PB Ch 14. Selection in Self Pollinated Crops
1.1 What is Selection?
|
Selection: The isolation of desirable plant types from a population and allowing them to contribute to the next generation. It is one of the two fundamental steps of any breeding programme: (1) creation of variation and (2) selection. |
Two basic characteristics of selection:
(1) Selection is effective for heritable differences only.
(2) Selection does not create new variation — it only utilises variation already present in a population.
Three Basic Principles of Selection
1. Selection operates on existing variability: Selection can only discriminate between individuals when sufficient variation is present. It cannot create new variation.
2. Selection acts only through heritable differences: Environmental (non-heritable) variation is useless for selection. The effectiveness of selection primarily depends upon the degree to which phenotype reflects genotype.

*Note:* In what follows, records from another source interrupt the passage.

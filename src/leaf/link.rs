//! The leaf's long-lived session with its super-peer
//!
//! One stream carries everything a leaf says to its super-peer: the
//! registration bursts, interactive searches, and inspector requests. The
//! link is deliberately never reconnected; once a write fails the leaf keeps
//! serving inbound requests but can no longer register.

use tokio::net::TcpStream;

use crate::error::{MeshError, MeshResult};
use crate::wire::{
    self, read_id_list, write_filename, write_i32, write_tag, RegistrationAction, SessionRequest,
    ROLE_LEAF,
};

pub struct SuperPeerLink {
    stream: TcpStream,
    broken: bool,
}

impl SuperPeerLink {
    /// Dial the super-peer and identify this leaf by its port.
    pub async fn connect(super_peer_port: i32, leaf_port: i32) -> MeshResult<Self> {
        let mut stream = wire::connect(super_peer_port).await?;
        write_tag(&mut stream, ROLE_LEAF).await?;
        write_i32(&mut stream, leaf_port).await?;
        Ok(Self {
            stream,
            broken: false,
        })
    }

    pub fn is_broken(&self) -> bool {
        self.broken
    }

    /// Send one registration action.
    pub async fn send(&mut self, action: &RegistrationAction) -> MeshResult<()> {
        self.guard()?;
        let result = action.write_to(&mut self.stream).await;
        self.note(result)
    }

    /// Search the overlay for `filename`; returns the ports advertising it.
    pub async fn search(&mut self, filename: &str) -> MeshResult<Vec<i32>> {
        self.guard()?;
        let result = async {
            write_tag(&mut self.stream, SessionRequest::Search.tag()).await?;
            write_filename(&mut self.stream, filename).await?;
            read_id_list(&mut self.stream).await
        }
        .await;
        self.note(result)
    }

    /// Ask the super-peer to dump one of its stores to its own log.
    pub async fn inspect(&mut self, request: SessionRequest) -> MeshResult<()> {
        self.guard()?;
        let result = write_tag(&mut self.stream, request.tag()).await;
        self.note(result)
    }

    /// Best-effort clean goodbye; the super-peer scrubs this leaf from its
    /// index either way.
    pub async fn disconnect(&mut self) {
        if !self.broken {
            let _ = write_tag(&mut self.stream, SessionRequest::Disconnect.tag()).await;
            self.broken = true;
        }
    }

    fn guard(&self) -> MeshResult<()> {
        if self.broken {
            Err(MeshError::LinkDown)
        } else {
            Ok(())
        }
    }

    fn note<T>(&mut self, result: MeshResult<T>) -> MeshResult<T> {
        if result.is_err() {
            self.broken = true;
        }
        result
    }
}
//! Leaf catalogs: owned local files and cached remote files

use std::time::Instant;

use serde::Serialize;
use tokio::sync::{Mutex, RwLock};

/// A file this leaf owns: name plus last-modified time in whole seconds,
/// which doubles as the version every cache of the file is compared against.
#[derive(Debug, Clone, PartialEq, Eq, Serialize)]
pub struct LocalFile {
    pub filename: String,
    pub version: i64,
}

/// A cache entry for a file obtained from another leaf.
#[derive(Debug, Clone, Serialize)]
pub struct RemoteFile {
    /// Name of the cached copy inside `remote/`; may carry an origin suffix
    /// when two origins advertise the same name.
    pub local_name: String,

    /// Name the origin advertises the file under.
    pub origin_name: String,

    /// The leaf owning the authoritative copy. Together with `origin_name`
    /// this identifies the entry's lineage; two entries for the same lineage
    /// never coexist.
    pub origin_leaf: i32,

    pub version: i64,

    #[serde(skip)]
    pub last_poll: Instant,

    /// Flips to false on invalidation and never back; the registration tick
    /// retires invalid entries.
    pub valid: bool,
}

/// Outcome of recording a completed download.
#[derive(Debug, Clone, Copy, PartialEq, Eq)]
pub enum DownloadRecord {
    Created,
    /// An entry with the same lineage already existed; its version was
    /// refreshed in place.
    Updated,
}

/// Both catalogs, shared between the registration tick, the poller, the
/// obtain paths, and the invalidate handler. Locks cover only the catalog
/// operation; callers never hold them across network I/O.
#[derive(Debug, Default)]
pub struct Catalog {
    local: RwLock<Vec<LocalFile>>,
    remote: Mutex<Vec<RemoteFile>>,
}

impl Catalog {
    pub fn new() -> Self {
        Self::default()
    }

    // ---- local files -------------------------------------------------------

    /// Swap in a fresh directory scan, returning the previous one.
    pub async fn replace_local(&self, fresh: Vec<LocalFile>) -> Vec<LocalFile> {
        std::mem::replace(&mut *self.local.write().await, fresh)
    }

    pub async fn local_snapshot(&self) -> Vec<LocalFile> {
        self.local.read().await.clone()
    }

    pub async fn local_version(&self, filename: &str) -> Option<i64> {
        self.local
            .read()
            .await
            .iter()
            .find(|f| f.filename == filename)
            .map(|f| f.version)
    }

    /// Strict membership check used by the poll responder: name and version
    /// must both match.
    pub async fn local_contains(&self, filename: &str, version: i64) -> bool {
        self.local
            .read()
            .await
            .iter()
            .any(|f| f.filename == filename && f.version == version)
    }

    // ---- remote files ------------------------------------------------------

    pub async fn remote_snapshot(&self) -> Vec<RemoteFile> {
        self.remote.lock().await.clone()
    }

    /// A still-valid cache entry advertised under `origin_name`, if any; used
    /// by the obtain server to serve cached copies.
    pub async fn find_valid_remote(&self, origin_name: &str) -> Option<RemoteFile> {
        self.remote
            .lock()
            .await
            .iter()
            .find(|e| e.origin_name == origin_name && e.valid)
            .cloned()
    }

    /// Pick the on-disk name for a download of `origin_name` from
    /// `origin_leaf`: when a cache of the same name from a different origin
    /// exists, the origin id is spliced in before the extension.
    pub async fn resolve_local_name(&self, origin_name: &str, origin_leaf: i32) -> String {
        let collides = self
            .remote
            .lock()
            .await
            .iter()
            .any(|e| e.origin_name == origin_name && e.origin_leaf != origin_leaf);
        if collides {
            suffixed_name(origin_name, origin_leaf)
        } else {
            origin_name.to_owned()
        }
    }

    /// Create or refresh the entry for a completed download.
    pub async fn record_download(
        &self,
        local_name: &str,
        origin_name: &str,
        origin_leaf: i32,
        version: i64,
    ) -> DownloadRecord {
        let mut remote = self.remote.lock().await;
        if let Some(entry) = remote
            .iter_mut()
            .find(|e| e.origin_name == origin_name && e.origin_leaf == origin_leaf)
        {
            entry.version = version;
            entry.last_poll = Instant::now();
            entry.valid = true;
            DownloadRecord::Updated
        } else {
            remote.push(RemoteFile {
                local_name: local_name.to_owned(),
                origin_name: origin_name.to_owned(),
                origin_leaf,
                version,
                last_poll: Instant::now(),
                valid: true,
            });
            DownloadRecord::Created
        }
    }

    /// Pushed invalidation: mark the entry matching the lineage whose stored
    /// version differs from `version`. Returns the local name to unlink.
    pub async fn invalidate_matching(
        &self,
        origin_leaf: i32,
        origin_name: &str,
        version: i64,
    ) -> Option<String> {
        let mut remote = self.remote.lock().await;
        let entry = remote.iter_mut().find(|e| {
            e.origin_leaf == origin_leaf && e.origin_name == origin_name && e.version != version
        })?;
        entry.valid = false;
        Some(entry.local_name.clone())
    }

    /// Apply a poll verdict: refresh the poll time and, on a stale verdict,
    /// mark the entry invalid. Returns the local name to unlink when the
    /// entry just became invalid.
    pub async fn set_poll_result(
        &self,
        origin_leaf: i32,
        origin_name: &str,
        valid: bool,
    ) -> Option<String> {
        let mut remote = self.remote.lock().await;
        let entry = remote
            .iter_mut()
            .find(|e| e.origin_leaf == origin_leaf && e.origin_name == origin_name)?;
        entry.last_poll = Instant::now();
        if valid || !entry.valid {
            return None;
        }
        entry.valid = false;
        Some(entry.local_name.clone())
    }

    /// Drop the entry for one lineage (after its deregister was sent).
    pub async fn remove_remote(&self, origin_leaf: i32, origin_name: &str) {
        self.remote
            .lock()
            .await
            .retain(|e| !(e.origin_leaf == origin_leaf && e.origin_name == origin_name));
    }
}

fn suffixed_name(origin_name: &str, origin_leaf: i32) -> String {
    match origin_name.rfind('.') {
        Some(idx) => format!(
            "{}-origin-{}{}",
            &origin_name[..idx],
            origin_leaf,
            &origin_name[idx..]
        ),
        None => format!("{origin_name}-origin-{origin_leaf}"),
    }
}
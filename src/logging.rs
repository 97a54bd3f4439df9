//! Logging pipeline
//!
//! Every process writes plain-text logs under `logs/`: super-peers to
//! `logs/super_peers/<port>.log` (mirrored to stdout), leaves to
//! `logs/leaf_nodes/<port>_server.log` for the inbound request handlers and
//! `logs/leaf_nodes/<port>_client.log` for everything else. The subscriber's
//! writer lock keeps lines from interleaving across tasks.

use std::fs::{self, File};
use std::path::Path;
use std::sync::Mutex;

use anyhow::{Context, Result};
use tracing_subscriber::filter::filter_fn;
use tracing_subscriber::fmt;
use tracing_subscriber::prelude::*;

/// Install the super-peer subscriber: one log file plus stdout.
pub fn init_super_peer(port: i32) -> Result<()> {
    let file = open_log(Path::new("logs/super_peers"), &format!("{port}.log"))?;
    tracing_subscriber::registry()
        .with(fmt::layer().with_ansi(false).with_writer(Mutex::new(file)))
        .with(fmt::layer().with_writer(std::io::stdout))
        .init();
    Ok(())
}

/// Install the leaf subscriber: separate server and client log files, nothing
/// on stdout (the terminal belongs to the interactive driver).
pub fn init_leaf(port: i32) -> Result<()> {
    let dir = Path::new("logs/leaf_nodes");
    let server = open_log(dir, &format!("{port}_server.log"))?;
    let client = open_log(dir, &format!("{port}_client.log"))?;

    tracing_subscriber::registry()
        .with(
            fmt::layer()
                .with_ansi(false)
                .with_writer(Mutex::new(server))
                .with_filter(filter_fn(|meta| is_server_target(meta.target()))),
        )
        .with(
            fmt::layer()
                .with_ansi(false)
                .with_writer(Mutex::new(client))
                .with_filter(filter_fn(|meta| !is_server_target(meta.target()))),
        )
        .init();
    Ok(())
}

fn is_server_target(target: &str) -> bool {
    target.starts_with("filemesh::leaf::server")
}

fn open_log(dir: &Path, name: &str) -> Result<File> {
    fs::create_dir_all(dir).with_context(|| format!("creating {}", dir.display()))?;
    let path = dir.join(name);
    File::create(&path).with_context(|| format!("creating {}", path.display()))
}

/// Emit an analysis line for post-hoc measurement. These are grep-friendly:
/// prefixed with `!`, keyed by a per-request counter, and stamped with
/// microsecond precision independent of the subscriber's own timestamps.
pub fn eval(key: u64, kind: &str, phase: &str) {
    tracing::info!(
        target: "eval",
        "!{key} [{}] [{kind}] [{phase}]",
        chrono::Utc::now().timestamp_micros()
    );
}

3. Selection works because some individuals are favoured in reproduction: Superior individuals are retained for reproduction while others are discarded.

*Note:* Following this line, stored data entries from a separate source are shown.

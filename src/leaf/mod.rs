//! Leaf node: local catalog owner, cache, and obtain client/server
//!
//! A leaf serves inbound obtain/poll/invalidate dialogs on its listen port
//! while a background task streams registration deltas to its super-peer
//! every five seconds. The interactive driver (the terminal in the binary)
//! shares the super-peer link with that task through a mutex, which is what
//! keeps per-link ordering and avoids short-lived sessions that would
//! trigger an index cleanup.

pub mod catalog;
pub mod link;
pub mod obtain;
pub mod poll;
pub mod server;
pub mod store;

use std::fmt::Write as _;
use std::sync::Arc;
use std::time::Duration;

use tokio::net::{TcpListener, TcpSocket};
use tokio::sync::Mutex;

use crate::config::{ConsistencyMethod, OverlayConfig};
use crate::error::MeshResult;
use crate::wire::RegistrationAction;

use catalog::{Catalog, LocalFile};
use link::SuperPeerLink;
use store::FileStore;

/// Cadence of the registration stream.
pub const REGISTRATION_TICK: Duration = Duration::from_secs(5);

/// Kernel-side accept backlog; overflow connections are refused.
const LISTEN_BACKLOG: u32 = 5;

/// One leaf process: the owned directory's catalog, the cache of downloads,
/// and this leaf's place in the overlay.
pub struct LeafNode {
    /// Listen port; doubles as this leaf's protocol id, so search results are
    /// directly dialable.
    pub port: i32,

    /// The one super-peer this leaf attaches to.
    pub super_peer_port: i32,

    method: ConsistencyMethod,
    ttr: Duration,

    pub catalog: Catalog,
    pub store: Arc<dyn FileStore>,
}

impl LeafNode {
    /// Build from the member record registered under CLI id `id`.
    pub fn new(id: i32, config: &OverlayConfig, store: Arc<dyn FileStore>) -> MeshResult<Self> {
        let record = config.leaf(id)?;
        Ok(Self {
            port: record.port,
            super_peer_port: record.super_peer_port,
            method: config.consistency,
            ttr: Duration::from_secs(config.ttr),
            catalog: Catalog::new(),
            store,
        })
    }

    /// Bind the listen socket with the protocol's fixed backlog.
    pub async fn bind(&self) -> MeshResult<TcpListener> {
        let addr = std::net::SocketAddr::from(([127, 0, 0, 1], self.port as u16));
        let socket = TcpSocket::new_v4()?;
        socket.set_reuseaddr(true)?;
        socket.bind(addr)?;
        Ok(socket.listen(LISTEN_BACKLOG)?)
    }

    /// Accept loop for inbound obtain/poll/invalidate dialogs.
    pub async fn run_server(self: Arc<Self>, listener: TcpListener) {
        loop {
            match listener.accept().await {
                Ok((stream, addr)) => {
                    tracing::info!(target: "filemesh::leaf::server", %addr, "client connected");
                    let me = Arc::clone(&self);
                    tokio::spawn(async move {
                        if let Err(e) = server::handle_connection(me, stream).await {
                            tracing::warn!(target: "filemesh::leaf::server", error = %e, "dialog dropped");
                        }
                    });
                }
                Err(e) => {
                    tracing::warn!(target: "filemesh::leaf::server", error = %e, "failed client connection; ignoring")
                }
            }
        }
    }

    /// Prime the local catalog from disk. Also the first half of every
    /// registration tick; at startup a scan failure is fatal.
    pub async fn rescan_local(&self) -> MeshResult<Vec<LocalFile>> {
        let fresh = self.store.scan_local().await?;
        Ok(self.catalog.replace_local(fresh).await)
    }

    /// Registration loop: a tick every five seconds until the link dies. The
    /// link is never reconnected; inbound service continues without it.
    pub async fn registration_loop(self: Arc<Self>, link: Arc<Mutex<SuperPeerLink>>) {
        let mut tick = tokio::time::interval(REGISTRATION_TICK);
        loop {
            tick.tick().await;
            if let Err(e) = self.registration_tick(&link).await {
                tracing::warn!(error = %e, "registration tick aborted");
                if link.lock().await.is_broken() {
                    tracing::warn!("super-peer link down; registration stopped");
                    return;
                }
            }
        }
    }

    /// One tick of the registration stream.
    async fn registration_tick(&self, link: &Mutex<SuperPeerLink>) -> MeshResult<()> {
        let fresh = self.store.scan_local().await?;
        let previous = self.catalog.replace_local(fresh.clone()).await;

        let mut link = link.lock().await;

        // Local pass: unchanged files re-register; modified or vanished files
        // deregister carrying the new (or zero) version, which is the signal
        // the consistency engine consumes.
        for prev in &previous {
            let action = match fresh.iter().find(|f| f.filename == prev.filename) {
                Some(now) if now.version == prev.version => RegistrationAction::Register {
                    filename: prev.filename.clone(),
                },
                Some(now) => RegistrationAction::ModifyOrigin {
                    filename: prev.filename.clone(),
                    version: now.version,
                },
                None => RegistrationAction::ModifyOrigin {
                    filename: prev.filename.clone(),
                    version: 0,
                },
            };
            link.send(&action).await?;
        }

        // Cache pass: poll stale entries first (pull-from-origin only), then
        // advertise valid entries and retire invalid ones.
        for entry in self.catalog.remote_snapshot().await {
            let mut valid = entry.valid;
            if self.method == ConsistencyMethod::PullNode
                && valid
                && entry.last_poll.elapsed() >= self.ttr
            {
                valid = poll::poll_origin(entry.origin_leaf, &entry.origin_name, entry.version)
                    .await;
                if let Some(local_name) = self
                    .catalog
                    .set_poll_result(entry.origin_leaf, &entry.origin_name, valid)
                    .await
                {
                    tracing::info!(
                        origin = entry.origin_leaf,
                        filename = %entry.origin_name,
                        "stale cache unlinked"
                    );
                    if let Err(e) = self.store.unlink_cached(&local_name).await {
                        tracing::warn!(file = %local_name, error = %e, "unlink failed");
                    }
                }
            }

            if valid {
                link.send(&RegistrationAction::Register {
                    filename: entry.origin_name.clone(),
                })
                .await?;
            } else {
                link.send(&RegistrationAction::DropCache {
                    filename: entry.origin_name.clone(),
                })
                .await?;
                self.catalog
                    .remove_remote(entry.origin_leaf, &entry.origin_name)
                    .await;
            }
        }
        Ok(())
    }

    /// Search the overlay through the shared super-peer link.
    pub async fn search(
        &self,
        link: &Mutex<SuperPeerLink>,
        filename: &str,
    ) -> MeshResult<Vec<i32>> {
        link.lock().await.search(filename).await
    }

    /// Plain-text rendering of both catalogs for the `f` command.
    pub async fn catalogs_display(&self) -> String {
        let mut out = String::new();
        let _ = writeln!(out, "__________LOCAL FILES__________");
        for file in self.catalog.local_snapshot().await {
            let _ = writeln!(out, "{}...{}", file.filename, file.version);
        }
        let _ = writeln!(out, "__________REMOTE FILES_________");
        for entry in self.catalog.remote_snapshot().await {
            let _ = writeln!(
                out,
                "{}...{}...{}...{}...{}",
                entry.local_name, entry.origin_name, entry.origin_leaf, entry.valid, entry.version
            );
        }
        let _ = writeln!(out, "_______________________________");
        out
    }

    /// The obtain client refuses to dial this leaf itself.
    pub fn is_self(&self, port: i32) -> bool {
        port == self.port
    }
}

// Re-exported for the binary and tests.
pub use obtain::{obtain, ObtainOutcome};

Genetic Basis — Effect of Self-Pollination on Homozygosity
- Self-pollination rapidly increases homozygosity. Every generation of selfing reduces heterozygotes to 50% of that in the previous generation.
- Formula for proportion of completely homozygous plants: [(2^m - 1) / 2^m]^n, where m = generations of self-pollination, n = number of genes segregating.
|
Selfing generations |
AA (%) |
Aa (%) |
aa (%) |
% Homozygosity |
|
F1 (0) |
0 |
100 |
0 |
0% |
|
F2 (1) |
25 |
50 |
25 |
50% |
|
F3 (2) |
37.5 |
25 |
37.5 |
75% |
|
F4 (3) |
43.75 |
12.5 |
43.75 |
87.5% |
|
F5 (4) |
46.875 |
6.25 |
46.875 |
93.75% |
|
F6 (5) |
48.44 |
3.13 |
48.44 |
96.87% |
|
F7 (6) |
49.22 |
1.56 |
49.22 |
98.44% |
|
F8 (7) |
49.61 |
0.78 |
49.61 |
99.22% |
|
F9 (8) |
49.80 |
0.39 |
49.80 |
99.61% |
|
F10 (9) |
49.90 |
0.20 |
49.90 |
99.80% |
- Key insight : number of genes segregating does NOT affect the rate of homozygosity increase per gene. Similarly, linkage does not affect this rate.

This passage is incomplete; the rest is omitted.